Cyclone Aila: A grim reminder of effects of global warming?

Have the portends of the doomsday really begun? Cyclone Aila, that lashed the eastern coast of India with devastating power and rendered more than one lakh people in the Sagar Island and the adjoining Sundarbans delta in West Bengal homeless on Monday, has perhaps, given a grim reminder to the lackadaisical administration of an impending environmental disaster waiting to happen in the region.

Experts and NGOs familiar with growing consequences of the global warming and subsequent climate change have cautioned that the half of the 97-odd islands dotting the Sunderbans delta might meet a watery grave within less than a decade, rendering thousands of people environmental refugees, if the authorities do not embark on the task of protecting these islands on a war footing literally.
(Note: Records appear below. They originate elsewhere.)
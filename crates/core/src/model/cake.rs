use serde::{Deserialize, Serialize};

use crate::types::Id;

/// Fallback image path assigned when the chef does not provide one.
pub const DEFAULT_IMAGE: &str = "images/cake1.jpg";

/// A sellable item published by the chef.
///
/// Immutable once created except through chef edit/delete. Price is a
/// positive integer in the minor currency unit.
#[derive(Debug, Clone, Serialize, Deserialize)]
pub struct Cake {
    pub id: Id,
    pub name: String,
    pub price: u32,
    pub image: String,
    pub description: String,
}

/// Validate cake fields shared by create and update.
pub fn validate_cake(name: &str, price: u32) -> Result<(), String> {
    if name.trim().is_empty() {
        return Err("Cake name must not be empty".to_string());
    }
    if price == 0 {
        return Err("Cake price must be a positive integer".to_string());
    }
    Ok(())
}
//! Route definitions for the `/auth` resource.

use axum::routing::{get, post};
use axum::Router;

use crate::handlers::auth;
use crate::state::AppState;

/// Routes mounted at `/auth`.
///
/// ```text
/// POST   /signup   -> signup
/// POST   /login    -> login
/// GET    /me       -> me
/// ```
pub fn router() -> Router<AppState> {
    Router::new()
        .route("/signup", post(auth::signup))
        .route("/login", post(auth::login))
        .route("/me", get(auth::me))
}
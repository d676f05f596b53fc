//! Shared primitive types.

/// All entity identifiers are UUID v4 strings.
pub type Id = String;

/// All timestamps are UTC.
pub type Timestamp = chrono::DateTime<chrono::Utc>;

/// Calendar dates carry no time component (ISO `YYYY-MM-DD`).
pub type Date = chrono::NaiveDate;

/// Generate a fresh entity identifier.
pub fn new_id() -> Id {
    uuid::Uuid::new_v4().to_string()
}

/// Current UTC timestamp, assigned server-side on every record creation.
pub fn now() -> Timestamp {
    chrono::Utc::now()
}
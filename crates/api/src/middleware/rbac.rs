//! Role-based access control extractors.
//!
//! The only privileged granularity in this system is "chef-only": deciding
//! reservations and editing the cake catalogue. Everything else is scoped
//! per-identity inside the handlers themselves.

use axum::extract::FromRequestParts;
use axum::http::request::Parts;

use patisserie_core::error::CoreError;
use patisserie_core::identity::ROLE_CHEF;

use super::auth::AuthUser;
use crate::error::AppError;
use crate::state::AppState;

/// Requires the `chef` role. Rejects with 403 Forbidden otherwise.
///
/// ```ignore
/// async fn chef_only(RequireChef(user): RequireChef) -> AppResult<Json<()>> {
///     // user is guaranteed to be the chef here
///     Ok(Json(()))
/// }
/// ```
pub struct RequireChef(pub AuthUser);

impl FromRequestParts<AppState> for RequireChef {
    type Rejection = AppError;

    async fn from_request_parts(
        parts: &mut Parts,
        state: &AppState,
    ) -> Result<Self, Self::Rejection> {
        let user = AuthUser::from_request_parts(parts, state).await?;
        if user.role != ROLE_CHEF {
            return Err(AppError::Core(CoreError::Forbidden(
                "Chef role required".into(),
            )));
        }
        Ok(RequireChef(user))
    }
}
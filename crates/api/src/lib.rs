//! HTTP layer for the pâtisserie storefront.
//!
//! Exposes the booking engine over an axum router. All store-mutating
//! handlers run inside exactly one [`patisserie_store::JsonStore::with_transaction`]
//! call; read-only queries run against the last-committed snapshot.

pub mod auth;
pub mod bootstrap;
pub mod config;
pub mod error;
pub mod handlers;
pub mod middleware;
pub mod response;
pub mod router;
pub mod routes;
pub mod state;
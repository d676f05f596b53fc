//! Shared fixtures and HTTP helpers for the API integration tests.
//!
//! Tests drive the real router (same middleware stack as production) over
//! `tower::ServiceExt::oneshot` against a store in a temp directory.

#![allow(dead_code)]

use std::sync::Arc;

use axum::body::Body;
use axum::http::{header, Method, Request, Response};
use axum::Router;
use http_body_util::BodyExt;
use tower::ServiceExt;

use patisserie_api::auth::jwt::{generate_access_token, JwtConfig};
use patisserie_api::auth::password::hash_password;
use patisserie_api::config::ServerConfig;
use patisserie_api::router::build_app_router;
use patisserie_api::state::AppState;
use patisserie_core::identity::{Identity, ROLE_CHEF, ROLE_CUSTOMER};
use patisserie_core::model::cake::DEFAULT_IMAGE;
use patisserie_core::model::user::DEFAULT_AVATAR;
use patisserie_core::model::{Cake, User};
use patisserie_core::types::{new_id, now};
use patisserie_store::{JsonStore, StoreError};

/// A test application: the router plus handles to reach behind it.
pub struct TestApp {
    pub app: Router,
    pub store: Arc<JsonStore>,
    pub jwt: JwtConfig,
    // Keeps the store directory alive for the duration of the test.
    _dir: tempfile::TempDir,
}

/// Build a test `ServerConfig` with safe defaults and a fixed JWT secret.
pub fn test_config(data_file: std::path::PathBuf) -> ServerConfig {
    ServerConfig {
        host: "127.0.0.1".to_string(),
        port: 0,
        cors_origins: vec!["http://localhost:5173".to_string()],
        request_timeout_secs: 30,
        data_file,
        jwt: JwtConfig {
            secret: "integration-test-secret".to_string(),
            access_token_expiry_mins: 60,
        },
        chef_username: "jochef".to_string(),
        chef_password: None,
    }
}

/// Build the full application with a fresh store in a temp directory.
///
/// Mirrors the construction in `main.rs` so tests exercise the same
/// middleware stack (CORS, request ID, timeout, tracing, panic recovery)
/// that production uses.
pub fn test_app() -> TestApp {
    let dir = tempfile::tempdir().expect("tempdir should be created");
    let config = test_config(dir.path().join("database.json"));
    let store = Arc::new(JsonStore::open(&config.data_file).expect("store should open"));

    let state = AppState {
        store: Arc::clone(&store),
        config: Arc::new(config.clone()),
    };
    let app = build_app_router(state, &config);

    TestApp {
        app,
        store,
        jwt: config.jwt,
        _dir: dir,
    }
}

// ---------------------------------------------------------------------------
// Seeding
// ---------------------------------------------------------------------------

/// Create a user directly in the store and return it with a valid token.
pub async fn seed_user(ctx: &TestApp, username: &str, role: &str) -> (User, String) {
    let password_hash = hash_password("test_password_123!").expect("hashing should succeed");
    let user = User {
        id: new_id(),
        username: username.to_string(),
        password_hash,
        role: role.to_string(),
        avatar: DEFAULT_AVATAR.to_string(),
        created_at: now(),
    };

    let stored = user.clone();
    ctx.store
        .with_transaction(move |snapshot| {
            snapshot.users.push(stored);
            Ok::<_, StoreError>(())
        })
        .await
        .expect("seeding should succeed");

    let identity = Identity {
        id: user.id.clone(),
        display_name: user.username.clone(),
        role: user.role.clone(),
    };
    let token =
        generate_access_token(&identity, &ctx.jwt).expect("token generation should succeed");
    (user, token)
}

/// Create the chef account with a token.
pub async fn seed_chef(ctx: &TestApp) -> (User, String) {
    seed_user(ctx, "jochef", ROLE_CHEF).await
}

/// Create a customer account with a token.
pub async fn seed_customer(ctx: &TestApp, username: &str) -> (User, String) {
    seed_user(ctx, username, ROLE_CUSTOMER).await
}

/// Create a cake directly in the store.
pub async fn seed_cake(ctx: &TestApp, name: &str, price: u32) -> Cake {
    let cake = Cake {
        id: new_id(),
        name: name.to_string(),
        price,
        image: DEFAULT_IMAGE.to_string(),
        description: format!("{name} description"),
    };
    let stored = cake.clone();
    ctx.store
        .with_transaction(move |snapshot| {
            snapshot.cakes.push(stored);
            Ok::<_, StoreError>(())
        })
        .await
        .expect("seeding should succeed");
    cake
}

// ---------------------------------------------------------------------------
// HTTP helpers
// ---------------------------------------------------------------------------

/// Send a single request through a clone of the router.
pub async fn request(
    app: &Router,
    method: Method,
    uri: &str,
    token: Option<&str>,
    body: Option<serde_json::Value>,
) -> Response<Body> {
    let mut builder = Request::builder().method(method).uri(uri);
    if let Some(token) = token {
        builder = builder.header(header::AUTHORIZATION, format!("Bearer {token}"));
    }
    let request = match body {
        Some(json) => builder
            .header(header::CONTENT_TYPE, "application/json")
            .body(Body::from(json.to_string())),
        None => builder.body(Body::empty()),
    }
    .expect("request should build");

    app.clone()
        .oneshot(request)
        .await
        .expect("request should not fail at the transport level")
}

pub async fn get(app: &Router, uri: &str) -> Response<Body> {
    request(app, Method::GET, uri, None, None).await
}

pub async fn get_auth(app: &Router, uri: &str, token: &str) -> Response<Body> {
    request(app, Method::GET, uri, Some(token), None).await
}

pub async fn post_json(app: &Router, uri: &str, body: serde_json::Value) -> Response<Body> {
    request(app, Method::POST, uri, None, Some(body)).await
}

pub async fn post_json_auth(
    app: &Router,
    uri: &str,
    token: &str,
    body: serde_json::Value,
) -> Response<Body> {
    request(app, Method::POST, uri, Some(token), Some(body)).await
}

pub async fn post_auth(app: &Router, uri: &str, token: &str) -> Response<Body> {
    request(app, Method::POST, uri, Some(token), None).await
}

pub async fn put_json_auth(
    app: &Router,
    uri: &str,
    token: &str,
    body: serde_json::Value,
) -> Response<Body> {
    request(app, Method::PUT, uri, Some(token), Some(body)).await
}

pub async fn patch_json_auth(
    app: &Router,
    uri: &str,
    token: &str,
    body: serde_json::Value,
) -> Response<Body> {
    request(app, Method::PATCH, uri, Some(token), Some(body)).await
}

pub async fn delete_auth(app: &Router, uri: &str, token: &str) -> Response<Body> {
    request(app, Method::DELETE, uri, Some(token), None).await
}

/// Collect a response body as JSON.
pub async fn body_json(response: Response<Body>) -> serde_json::Value {
    let bytes = response
        .into_body()
        .collect()
        .await
        .expect("body should collect")
        .to_bytes();
    serde_json::from_slice(&bytes).expect("body should be valid JSON")
}
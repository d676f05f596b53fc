//! Handlers for the `/notifications` resource.
//!
//! All endpoints require authentication and are strictly owner-scoped: a
//! notification is visible to the user id it targets, plus -- for records
//! addressed to the chef channel -- the chef account. Requests for records
//! outside that set answer 404, never 403, so ids cannot be probed.

use axum::extract::{Path, State};
use axum::http::StatusCode;
use axum::response::IntoResponse;
use axum::Json;

use patisserie_core::error::CoreError;
use patisserie_core::identity::CHEF_CHANNEL;
use patisserie_core::model::Notification;

use crate::error::{AppError, AppResult};
use crate::middleware::auth::AuthUser;
use crate::response::DataResponse;
use crate::state::AppState;

/// Whether a notification targeted at `target` is visible to `auth`.
fn owns(auth: &AuthUser, target: &str) -> bool {
    target == auth.user_id || (target == CHEF_CHANNEL && auth.identity().is_chef())
}

/// GET /api/v1/notifications
///
/// List the authenticated user's notifications, newest first.
pub async fn list_notifications(
    auth: AuthUser,
    State(state): State<AppState>,
) -> AppResult<Json<DataResponse<Vec<Notification>>>> {
    let snapshot = state.store.read().await;

    let mut notifications: Vec<Notification> = snapshot
        .notifications
        .into_iter()
        .filter(|n| owns(&auth, &n.user_id))
        .collect();
    notifications.sort_by(|a, b| b.created_at.cmp(&a.created_at));

    Ok(Json(DataResponse {
        data: notifications,
    }))
}

/// GET /api/v1/notifications/unread-count
pub async fn unread_count(
    auth: AuthUser,
    State(state): State<AppState>,
) -> AppResult<Json<serde_json::Value>> {
    let snapshot = state.store.read().await;
    let count = snapshot
        .notifications
        .iter()
        .filter(|n| owns(&auth, &n.user_id) && !n.read)
        .count();

    Ok(Json(serde_json::json!({ "data": { "count": count } })))
}

/// POST /api/v1/notifications/{id}/read
///
/// Mark a single notification as read. 404 if it does not exist or does
/// not belong to the authenticated user.
pub async fn mark_read(
    auth: AuthUser,
    State(state): State<AppState>,
    Path(notification_id): Path<String>,
) -> AppResult<impl IntoResponse> {
    state
        .store
        .with_transaction(move |snapshot| -> Result<(), AppError> {
            let notification = snapshot
                .notification_mut(&notification_id)
                .filter(|n| owns(&auth, &n.user_id))
                .ok_or(AppError::Core(CoreError::NotFound {
                    entity: "Notification",
                    id: notification_id.clone(),
                }))?;
            notification.read = true;
            Ok(())
        })
        .await?;

    Ok(StatusCode::NO_CONTENT)
}

/// DELETE /api/v1/notifications/{id}
///
/// Delete a notification owned by the authenticated user. 404 otherwise.
pub async fn delete_notification(
    auth: AuthUser,
    State(state): State<AppState>,
    Path(notification_id): Path<String>,
) -> AppResult<impl IntoResponse> {
    state
        .store
        .with_transaction(move |snapshot| {
            let owned = snapshot
                .notification(&notification_id)
                .is_some_and(|n| owns(&auth, &n.user_id));
            if !owned {
                return Err(AppError::Core(CoreError::NotFound {
                    entity: "Notification",
                    id: notification_id.clone(),
                }));
            }
            snapshot.notifications.retain(|n| n.id != notification_id);
            Ok(())
        })
        .await?;

    Ok(StatusCode::NO_CONTENT)
}
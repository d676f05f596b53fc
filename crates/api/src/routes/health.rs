use axum::extract::State;
use axum::{routing::get, Json, Router};
use serde::Serialize;

use crate::state::AppState;

/// Health check response payload.
#[derive(Serialize)]
pub struct HealthResponse {
    /// Overall service status.
    pub status: &'static str,
    /// Crate version from Cargo.toml.
    pub version: &'static str,
}

/// GET /health -- returns service health.
///
/// Reading the snapshot exercises the store lock, so a wedged store would
/// surface here as a timeout rather than a healthy answer.
async fn health_check(State(state): State<AppState>) -> Json<HealthResponse> {
    let _ = state.store.read().await;

    Json(HealthResponse {
        status: "ok",
        version: env!("CARGO_PKG_VERSION"),
    })
}

/// Mount health check routes (intended for root-level, NOT under `/api/v1`).
pub fn router() -> Router<AppState> {
    Router::new().route("/health", get(health_check))
}
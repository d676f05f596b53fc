//! Route definitions for the `/cakes` resource.

use axum::routing::{get, put};
use axum::Router;

use crate::handlers::cake;
use crate::state::AppState;

/// Routes mounted at `/cakes`.
///
/// ```text
/// GET    /         -> list_cakes (public)
/// POST   /         -> create_cake (chef)
/// PUT    /{id}     -> update_cake (chef)
/// DELETE /{id}     -> delete_cake (chef)
/// ```
pub fn router() -> Router<AppState> {
    Router::new()
        .route("/", get(cake::list_cakes).post(cake::create_cake))
        .route("/{id}", put(cake::update_cake).delete(cake::delete_cake))
}
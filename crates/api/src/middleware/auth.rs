//! JWT-based authentication extractor for axum handlers.

use axum::extract::FromRequestParts;
use axum::http::request::Parts;

use patisserie_core::error::CoreError;
use patisserie_core::identity::Identity;

use crate::auth::jwt::validate_token;
use crate::error::AppError;
use crate::state::AppState;

/// Authenticated user extracted from a JWT Bearer token in the
/// `Authorization` header.
///
/// Use this as an extractor parameter in any handler that requires
/// authentication:
///
/// ```ignore
/// async fn my_handler(auth: AuthUser) -> AppResult<Json<()>> {
///     tracing::info!(user_id = %auth.user_id, role = %auth.role, "handling request");
///     Ok(Json(()))
/// }
/// ```
#[derive(Debug, Clone)]
pub struct AuthUser {
    /// The user's id (from `claims.sub`).
    pub user_id: String,
    /// The user's display name (from `claims.name`).
    pub username: String,
    /// The user's role (`"chef"` or `"customer"`).
    pub role: String,
}

impl AuthUser {
    /// The identity context handed to the booking engine.
    pub fn identity(&self) -> Identity {
        Identity {
            id: self.user_id.clone(),
            display_name: self.username.clone(),
            role: self.role.clone(),
        }
    }
}

impl FromRequestParts<AppState> for AuthUser {
    type Rejection = AppError;

    async fn from_request_parts(
        parts: &mut Parts,
        state: &AppState,
    ) -> Result<Self, Self::Rejection> {
        let auth_header = parts
            .headers
            .get("authorization")
            .and_then(|v| v.to_str().ok())
            .ok_or_else(|| {
                AppError::Core(CoreError::Unauthorized(
                    "Missing Authorization header".into(),
                ))
            })?;

        let token = auth_header.strip_prefix("Bearer ").ok_or_else(|| {
            AppError::Core(CoreError::Unauthorized(
                "Invalid Authorization format. Expected: Bearer <token>".into(),
            ))
        })?;

        let claims = validate_token(token, &state.config.jwt).map_err(|_| {
            AppError::Core(CoreError::Unauthorized("Invalid or expired token".into()))
        })?;

        Ok(AuthUser {
            user_id: claims.sub,
            username: claims.name,
            role: claims.role,
        })
    }
}
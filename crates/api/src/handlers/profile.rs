//! Handler for the `/profile` resource.

use axum::extract::State;
use axum::Json;
use serde::Deserialize;

use patisserie_core::error::CoreError;
use patisserie_core::model::user::{validate_username, PublicUser};

use crate::error::{AppError, AppResult};
use crate::middleware::auth::AuthUser;
use crate::response::DataResponse;
use crate::state::AppState;

/// Request body for `PUT /profile`. Absent fields are left unchanged.
#[derive(Debug, Deserialize)]
pub struct UpdateProfileRequest {
    pub username: Option<String>,
    pub avatar: Option<String>,
}

/// PUT /api/v1/profile
///
/// Update the authenticated user's username and/or avatar. The uniqueness
/// check and the write share one transaction. Note: an issued token keeps
/// carrying the old display name until it expires; denormalized names on
/// past reservations are historical and not rewritten.
pub async fn update_profile(
    auth: AuthUser,
    State(state): State<AppState>,
    Json(input): Json<UpdateProfileRequest>,
) -> AppResult<Json<DataResponse<PublicUser>>> {
    if let Some(username) = &input.username {
        validate_username(username).map_err(|e| AppError::Core(CoreError::Validation(e)))?;
    }

    let user = state
        .store
        .with_transaction(move |snapshot| {
            if let Some(username) = &input.username {
                if snapshot.username_taken(username, Some(&auth.user_id)) {
                    return Err(AppError::Core(CoreError::Validation(
                        "Username already exists".into(),
                    )));
                }
            }

            let user = snapshot
                .users
                .iter_mut()
                .find(|u| u.id == auth.user_id)
                .ok_or(AppError::Core(CoreError::NotFound {
                    entity: "User",
                    id: auth.user_id.clone(),
                }))?;

            if let Some(username) = input.username {
                user.username = username;
            }
            if let Some(avatar) = input.avatar {
                user.avatar = avatar;
            }
            Ok(user.public())
        })
        .await?;

    Ok(Json(DataResponse { data: user }))
}
//! Entity types persisted in the store snapshot.

pub mod cake;
pub mod notification;
pub mod reservation;
pub mod user;

pub use cake::Cake;
pub use notification::{Notification, NotificationKind};
pub use reservation::{BlockedDate, Decision, Reservation, ReservationStatus};
pub use user::User;
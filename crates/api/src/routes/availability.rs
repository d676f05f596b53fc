//! Route definitions for the `/availability` resource.

use axum::routing::get;
use axum::Router;

use crate::handlers::availability;
use crate::state::AppState;

/// Routes mounted at `/availability`.
///
/// ```text
/// GET    /{cake_id}   -> list_availability (public)
/// ```
pub fn router() -> Router<AppState> {
    Router::new().route("/{cake_id}", get(availability::list_availability))
}
use std::path::PathBuf;

use crate::auth::jwt::JwtConfig;

/// Server configuration loaded from environment variables.
///
/// All fields except `JWT_SECRET` have defaults suitable for local
/// development. In production, override via environment variables.
#[derive(Debug, Clone)]
pub struct ServerConfig {
    /// Bind address (default: `0.0.0.0`).
    pub host: String,
    /// Bind port (default: `3000`).
    pub port: u16,
    /// Allowed CORS origins, parsed from comma-separated `CORS_ORIGINS`.
    pub cors_origins: Vec<String>,
    /// HTTP request timeout in seconds (default: `30`).
    pub request_timeout_secs: u64,
    /// Path of the JSON store file (default: `data/database.json`).
    pub data_file: PathBuf,
    /// JWT token configuration (secret, expiry).
    pub jwt: JwtConfig,
    /// Username for the bootstrapped chef account (default: `chef`).
    pub chef_username: String,
    /// Password for the bootstrapped chef account. When unset, no chef
    /// account is created at startup.
    pub chef_password: Option<String>,
}

impl ServerConfig {
    /// Load configuration from environment variables with defaults.
    ///
    /// | Env Var                | Default                 |
    /// |------------------------|-------------------------|
    /// | `HOST`                 | `0.0.0.0`               |
    /// | `PORT`                 | `3000`                  |
    /// | `CORS_ORIGINS`         | `http://localhost:5173` |
    /// | `REQUEST_TIMEOUT_SECS` | `30`                    |
    /// | `DATA_FILE`            | `data/database.json`    |
    /// | `CHEF_USERNAME`        | `chef`                  |
    /// | `CHEF_PASSWORD`        | -- (bootstrap skipped)  |
    pub fn from_env() -> Self {
        let host = std::env::var("HOST").unwrap_or_else(|_| "0.0.0.0".into());

        let port: u16 = std::env::var("PORT")
            .unwrap_or_else(|_| "3000".into())
            .parse()
            .expect("PORT must be a valid u16");

        let cors_origins: Vec<String> = std::env::var("CORS_ORIGINS")
            .unwrap_or_else(|_| "http://localhost:5173".into())
            .split(',')
            .map(|s| s.trim().to_string())
            .filter(|s| !s.is_empty())
            .collect();

        let request_timeout_secs: u64 = std::env::var("REQUEST_TIMEOUT_SECS")
            .unwrap_or_else(|_| "30".into())
            .parse()
            .expect("REQUEST_TIMEOUT_SECS must be a valid u64");

        let data_file = std::env::var("DATA_FILE")
            .unwrap_or_else(|_| "data/database.json".into())
            .into();

        let chef_username = std::env::var("CHEF_USERNAME").unwrap_or_else(|_| "chef".into());
        let chef_password = std::env::var("CHEF_PASSWORD").ok().filter(|s| !s.is_empty());

        Self {
            host,
            port,
            cors_origins,
            request_timeout_secs,
            data_file,
            jwt: JwtConfig::from_env(),
            chef_username,
            chef_password,
        }
    }
}
//! Value enum for dynamic field values

use std::collections::BTreeMap;

use serde::Deserialize;
use serde::Serialize;

/// A dynamic value held by a [`Record`](crate::Record) field or read from a
/// form control.
///
/// Controls only ever produce `String` (text inputs, textareas, selects) or
/// `Bool` (checkboxes, radios). The other variants come from programmatic
/// record data. An absent record entry is treated like `Null`.
///
/// # Example
///
/// ```
/// use formview::Value;
///
/// let name = Value::from("Ada");
/// let age = Value::from(36);
/// let subscribed = Value::from(true);
/// let empty = Value::Null;
/// ```
#[derive(Debug, Clone, PartialEq, Default, Serialize, Deserialize)]
#[serde(untagged)]
pub enum Value {
    #[default]
    Null,
    Bool(bool),
    Int(i64),
    Float(f64),
    String(String),
    List(Vec<Value>),
    Map(BTreeMap<String, Value>),
}

impl Value {
    pub fn is_number(&self) -> bool {
        matches!(self, Value::Int(_) | Value::Float(_))
    }

    pub fn is_bool(&self) -> bool {
        matches!(self, Value::Bool(_))
    }

    pub fn as_str(&self) -> Option<&str> {
        match self {
            Value::String(s) => Some(s),
            _ => None,
        }
    }

    /// Length of a string (in characters) or list. Other values have none.
    pub fn length(&self) -> Option<usize> {
        match self {
            Value::String(s) => Some(s.chars().count()),
            Value::List(items) => Some(items.len()),
            _ => None,
        }
    }

    /// The text a pattern rule is tested against. Scalars render as their
    /// string form; null and composite values have no text.
    pub fn text(&self) -> Option<String> {
        match self {
            Value::Bool(b) => Some(b.to_string()),
            Value::Int(n) => Some(n.to_string()),
            Value::Float(f) => Some(format_float(*f)),
            Value::String(s) => Some(s.clone()),
            Value::Null | Value::List(_) | Value::Map(_) => None,
        }
    }

    /// Render this value for writing into a form control.
    pub fn to_form_string(&self) -> String {
        match self {
            Value::Null => String::new(),
            Value::List(items) => items
                .iter()
                .map(Value::to_form_string)
                .collect::<Vec<_>>()
                .join(","),
            Value::Map(_) => serde_json::to_string(self).unwrap_or_default(),
            scalar => scalar.text().unwrap_or_default(),
        }
    }

    /// Loose equality as used by the `matches` rule.
    ///
    /// Strings compared with numbers or booleans are converted to numbers,
    /// booleans count as `1`/`0`, and `Null` only equals `Null`.
    pub fn loose_eq(&self, other: &Value) -> bool {
        match (self, other) {
            (Value::Null, Value::Null) => true,
            (Value::Null, _) | (_, Value::Null) => false,
            (Value::Bool(a), Value::Bool(b)) => a == b,
            (Value::String(a), Value::String(b)) => a == b,
            (Value::Bool(b), other) | (other, Value::Bool(b)) => {
                Value::Float(if *b { 1.0 } else { 0.0 }).loose_eq(other)
            }
            (Value::List(a), Value::List(b)) => a == b,
            (Value::Map(a), Value::Map(b)) => a == b,
            (Value::Map(_), _) | (_, Value::Map(_)) => false,
            (Value::List(_), other) => Value::String(self.to_form_string()).loose_eq(other),
            (_, Value::List(_)) => other.loose_eq(self),
            (a, b) => match (a.to_number(), b.to_number()) {
                (Some(x), Some(y)) => x == y,
                _ => false,
            },
        }
    }

    /// Numeric conversion used by loose comparisons. Blank strings count as zero.
    fn to_number(&self) -> Option<f64> {
        match self {
            Value::Int(n) => Some(*n as f64),
            Value::Float(f) => Some(*f),
            Value::Bool(b) => Some(if *b { 1.0 } else { 0.0 }),
            Value::String(s) => {
                let trimmed = s.trim();
                if trimmed.is_empty() {
                    Some(0.0)
                } else {
                    trimmed.parse().ok()
                }
            }
            _ => None,
        }
    }
}

fn format_float(f: f64) -> String {
    if f.is_finite() && f.fract() == 0.0 && f.abs() < 1e15 {
        format!("{}", f as i64)
    } else {
        f.to_string()
    }
}

// =============================================================================
// From implementations
// =============================================================================

impl From<bool> for Value {
    fn from(v: bool) -> Self {
        Value::Bool(v)
    }
}

impl From<i32> for Value {
    fn from(v: i32) -> Self {
        Value::Int(v as i64)
    }
}

impl From<i64> for Value {
    fn from(v: i64) -> Self {
        Value::Int(v)
    }
}

impl From<u32> for Value {
    fn from(v: u32) -> Self {
        Value::Int(v as i64)
    }
}

impl From<f64> for Value {
    fn from(v: f64) -> Self {
        Value::Float(v)
    }
}

impl From<String> for Value {
    fn from(v: String) -> Self {
        Value::String(v)
    }
}

impl From<&str> for Value {
    fn from(v: &str) -> Self {
        Value::String(v.to_string())
    }
}

impl<T: Into<Value>> From<Vec<T>> for Value {
    fn from(v: Vec<T>) -> Self {
        Value::List(v.into_iter().map(Into::into).collect())
    }
}

impl From<BTreeMap<String, Value>> for Value {
    fn from(v: BTreeMap<String, Value>) -> Self {
        Value::Map(v)
    }
}

impl<T: Into<Value>> From<Option<T>> for Value {
    fn from(v: Option<T>) -> Self {
        v.map_or(Value::Null, Into::into)
    }
}

#[cfg(test)]
mod tests {
    use super::*;

    #[test]
    fn test_loose_eq_same_type() {
        assert!(Value::from("foo").loose_eq(&Value::from("foo")));
        assert!(!Value::from("foo").loose_eq(&Value::from("bar")));
        assert!(Value::Null.loose_eq(&Value::Null));
    }

    #[test]
    fn test_loose_eq_numbers_and_strings() {
        assert!(Value::from(42).loose_eq(&Value::from("42")));
        assert!(Value::from("4.5").loose_eq(&Value::from(4.5)));
        assert!(Value::from(0).loose_eq(&Value::from("")));
        assert!(!Value::from(42).loose_eq(&Value::from("forty-two")));
    }

    #[test]
    fn test_loose_eq_booleans() {
        assert!(Value::from(true).loose_eq(&Value::from(1)));
        assert!(Value::from(false).loose_eq(&Value::from("0")));
        assert!(!Value::from(true).loose_eq(&Value::from("true")));
    }

    #[test]
    fn test_loose_eq_null_only_matches_null() {
        assert!(!Value::Null.loose_eq(&Value::from("")));
        assert!(!Value::from(0).loose_eq(&Value::Null));
    }

    #[test]
    fn test_loose_eq_lists_compare_as_text() {
        let list = Value::from(vec!["a", "b"]);
        assert!(list.loose_eq(&Value::from("a,b")));
        assert!(Value::from("a,b").loose_eq(&list));
        assert!(!list.loose_eq(&Value::from(vec!["b", "a"])));
    }

    #[test]
    fn test_form_string() {
        assert_eq!(Value::Null.to_form_string(), "");
        assert_eq!(Value::from(3.0).to_form_string(), "3");
        assert_eq!(Value::from(2.5).to_form_string(), "2.5");
        assert_eq!(Value::from(vec![1, 2]).to_form_string(), "1,2");
    }
}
For several decades, the mud-fortified embankments around various islands that stretch over 3,500 km approximately, currently run a grave risk of being swept away in tidal surges of water, the likes of which were triggered by Aila.

“Several embankments gave in like nine pins after a tidal surge as high as eight metres hit them on Monday, flooding most of the villages within half an hour,” said Tushal Kanjilal, head of an NGO working in the Sunderbans for a decade now. “It was sheer providence, as also timely warning from the weather office, that the death toll wasn’t huge.”

The average height of an embankment being five metres, surging salt water of the Bay of Bengal breached the main dykes at several places such as Sagar, Patharpratima, Sandeshkhali, Hingalganj, Kultoli, Mousuni and many an adjoining islands inundating fields laden with ready-to-harvest crops and killing aqua creatures. The loss has been estimated at more than Rs 50 crore by the agriculture department.

But the overriding concern of the experts and NGOs stems from the fact that the water level in the myriad rivers and creeks that make up the Sundarbans — the world’s largest mangrove forest — is still high. In fact, the cyclone coincided with the new moon, which is the time for especially strong high tides anyway. The water is likely to go down to its usual level in  another two-three days.

Already, a stretch of the Sunderbans has been declared ‘sinking Island zone,’ with two islands having been gobbled up by the ravaging sea. Like tsunami that has permanently altered the topography of the Andamans and Nicobar Islands with Trinket having been bifurcated into two and many islands going half under the sea, Aila has already weakened the foundations of these age-old dykes.

“The long-term impact of the cyclone will be huge,” according to a spokesman of the World Wildlife Fund (WWF) that has done a lot of work to safeguard the villagers from the devouring sea. “But all the work we had done on Mousuni island has been washed away,” he lamented.

The Greenpeace said the destruction caused by Aila was in consonance with the predictions made by scientists who have warned that storms would become more frequent and more damaging due to climate change.

NGOs who work in the Sundarbans and local officials of the UN Development Programme and UN Children’s Fund held an emergency meeting on Tuesday and decided to move into the affected areas from Wednesday, carrying emergency supplies of drinking water, dry food, milk and other relief materials.

“India must continue to pressure the industrialised world to make deep and urgent cuts in greenhouse gas emissions (which is causing climate change). At the same time, domestically, India must take serious action to curtail emissions of carbon dioxide by adopting mandatory, energy efficiency and renewable energy targets, and creating fiscal incentives for the same,” a Greenpeace spokesperson said.